The task
Copy all lines containing the string "match" from the records below.

Records for the task
//! Prometheus metrics for the API pipeline.
//!
//! Metrics are exposed by a dedicated HTTP listener (default port 9090)
//! separate from the API itself, so scrapes never compete with client
//! traffic for rate-limit budget.
//!
//! # Available Metrics
//!
//! ## Counters
//! - `api_requests_total` - Requests served (labels: method, status)
//! - `api_rate_limit_denials_total` - 429s issued (label: category)
//! - `api_auth_failures_total` - Rejected authentications (label: reason)
//! - `api_auth_successes_total` - Accepted authentications
//! - `api_validation_rejections_total` - Payloads refused (label: reason)
//!
//! ## Gauges
//! - `api_rate_limit_tracked_clients` - Distinct client IPs tracked

use std::net::SocketAddr;

use metrics::{counter, describe_counter, describe_gauge, gauge};
use metrics_exporter_prometheus::PrometheusBuilder;
use tracing::{error, info};

/// Metric names as constants for consistency.
pub mod names {
    pub const REQUESTS_TOTAL: &str = "api_requests_total";
    pub const RATE_LIMIT_DENIALS_TOTAL: &str = "api_rate_limit_denials_total";
    pub const AUTH_FAILURES_TOTAL: &str = "api_auth_failures_total";
    pub const AUTH_SUCCESSES_TOTAL: &str = "api_auth_successes_total";
    pub const VALIDATION_REJECTIONS_TOTAL: &str = "api_validation_rejections_total";
    pub const RATE_LIMIT_TRACKED_CLIENTS: &str = "api_rate_limit_tracked_clients";
}

/// Install the Prometheus exporter and register metric descriptions.
///
/// # Errors
///
/// Returns an error message when the exporter fails to install, usually
/// because the metrics port is already bound.
pub fn init_metrics(metrics_addr: SocketAddr) -> Result<(), String> {
    PrometheusBuilder::new()
        .with_http_listener(metrics_addr)
        .install()
        .map_err(|e| format!("Failed to install Prometheus exporter: {e}"))?;

    describe_counter!(names::REQUESTS_TOTAL, "Total HTTP requests served");
    describe_counter!(
        names::RATE_LIMIT_DENIALS_TOTAL,
        "Requests denied by the rate limiter"
    );
    describe_counter!(names::AUTH_FAILURES_TOTAL, "Rejected authentication attempts");
    describe_counter!(names::AUTH_SUCCESSES_TOTAL, "Accepted authentication attempts");
    describe_counter!(
        names::VALIDATION_REJECTIONS_TOTAL,
        "Request payloads refused by validation"
    );
    describe_gauge!(
        names::RATE_LIMIT_TRACKED_CLIENTS,
        "Distinct client IPs currently tracked by the rate limiter"
    );

    info!(addr = %metrics_addr, "Prometheus metrics endpoint started");
    Ok(())
}

/// Initialize metrics if possible; log and continue otherwise.
pub fn try_init_metrics(metrics_addr: SocketAddr) {
    if let Err(e) = init_metrics(metrics_addr) {
        error!(error = %e, "Failed to initialize metrics, continuing without metrics");
    }
}

/// Record a served request.
pub fn record_request(method: &str, status: u16) {
    counter!(names::REQUESTS_TOTAL, "method" => method.to_string(), "status" => status.to_string())
        .increment(1);
}

/// Record a rate-limit denial for a budget category.
pub fn record_rate_limit_denial(category: &'static str) {
    counter!(names::RATE_LIMIT_DENIALS_TOTAL, "category" => category).increment(1);
}

/// Record a failed authentication attempt.
pub fn record_auth_failure(reason: &'static str) {
    counter!(names::AUTH_FAILURES_TOTAL, "reason" => reason).increment(1);
}

/// Record a successful authentication.
pub fn record_auth_success() {
    counter!(names::AUTH_SUCCESSES_TOTAL).increment(1);
}

/// Record a payload rejected by validation.
pub fn record_validation_rejection(reason: &'static str) {
    counter!(names::VALIDATION_REJECTIONS_TOTAL, "reason" => reason).increment(1);
}

/// Update the tracked-clients gauge.
pub fn set_tracked_clients(count: usize) {
    gauge!(names::RATE_LIMIT_TRACKED_CLIENTS).set(count as f64);
}

#[cfg(test)]
mod tests {
    use super::*;

    // These verify the recording functions don't panic without an
    // installed exporter; scrape output needs an integration setup.

    #[test]
    fn test_record_request() {
        record_request("GET", 200);
    }

    #[test]
    fn test_record_rate_limit_denial() {
        record_rate_limit_denial("per_minute");
    }

    #[test]
    fn test_record_auth_events() {
        record_auth_failure("invalid_key");
        record_auth_success();
    }

    #[test]
    fn test_record_validation_rejection() {
        record_validation_rejection("invalid_payload");
    }

    #[test]
    fn test_set_tracked_clients() {
        set_tracked_clients(0);
        set_tracked_clients(42);
    }
}
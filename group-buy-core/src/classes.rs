//! CSS class overrides for the widget's semantic slots
use serde::{Deserialize, Serialize};
use std::str::FromStr;

/// A styled element of the widget markup.
#[derive(Debug, Clone, Copy, PartialEq, Eq, PartialOrd, Ord, Hash)]
pub enum ClassSlot {
    Container,
    Header,
    Paragraph,
    Savings,
    Link,
    Button,
}

impl ClassSlot {
    pub const ALL: [Self; 6] = [
        Self::Container,
        Self::Header,
        Self::Paragraph,
        Self::Savings,
        Self::Link,
        Self::Button,
    ];

    #[must_use]
    pub const fn key(self) -> &'static str {
        match self {
            Self::Container => "container",
            Self::Header => "header",
            Self::Paragraph => "paragraph",
            Self::Savings => "savings",
            Self::Link => "link",
            Self::Button => "button",
        }
    }
}

impl FromStr for ClassSlot {
    type Err = String;

    fn from_str(s: &str) -> Result<Self, Self::Err> {
        Self::ALL
            .into_iter()
            .find(|slot| slot.key() == s)
            .ok_or_else(|| format!("unknown class slot: {s}"))
    }
}

/// Class names applied to each slot. Unset slots render an empty class.
///
/// Deserializing a partial object merges it over the empty defaults.
#[derive(Debug, Clone, Default, PartialEq, Eq, Serialize, Deserialize)]
#[serde(default)]
pub struct CssClasses {
    pub container: String,
    pub header: String,
    pub paragraph: String,
    pub savings: String,
    pub link: String,
    pub button: String,
}

impl CssClasses {
    /// Merge `overrides` over the empty defaults.
    #[must_use]
    pub fn with_overrides<'a, I>(overrides: I) -> Self
    where
        I: IntoIterator<Item = (ClassSlot, &'a str)>,
    {
        let mut classes = Self::default();
        for (slot, class) in overrides {
            classes.set(slot, class);
        }
        classes
    }

    /// Build from slot names as supplied by the host page. Unknown names are
    /// logged and skipped.
    #[must_use]
    pub fn from_named<'a, I>(named: I) -> Self
    where
        I: IntoIterator<Item = (&'a str, &'a str)>,
    {
        let overrides: Vec<(ClassSlot, &str)> = named
            .into_iter()
            .filter_map(|(name, class)| match name.parse::<ClassSlot>() {
                Ok(slot) => Some((slot, class)),
                Err(e) => {
                    log::warn!("render_group_buy > ignoring cssClasses entry: {e}");
                    None
                }
            })
            .collect();
        Self::with_overrides(overrides)
    }

    pub fn set(&mut self, slot: ClassSlot, class: impl Into<String>) {
        *self.slot_mut(slot) = class.into();
    }

    #[must_use]
    pub fn get(&self, slot: ClassSlot) -> &str {
        match slot {
            ClassSlot::Container => &self.container,
            ClassSlot::Header => &self.header,
            ClassSlot::Paragraph => &self.paragraph,
            ClassSlot::Savings => &self.savings,
            ClassSlot::Link => &self.link,
            ClassSlot::Button => &self.button,
        }
    }

    fn slot_mut(&mut self, slot: ClassSlot) -> &mut String {
        match slot {
            ClassSlot::Container => &mut self.container,
            ClassSlot::Header => &mut self.header,
            ClassSlot::Paragraph => &mut self.paragraph,
            ClassSlot::Savings => &mut self.savings,
            ClassSlot::Link => &mut self.link,
            ClassSlot::Button => &mut self.button,
        }
    }
}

Task output
        match self {
            .filter_map(|(name, class)| match name.parse::<ClassSlot>() {
        match slot {
        match slot {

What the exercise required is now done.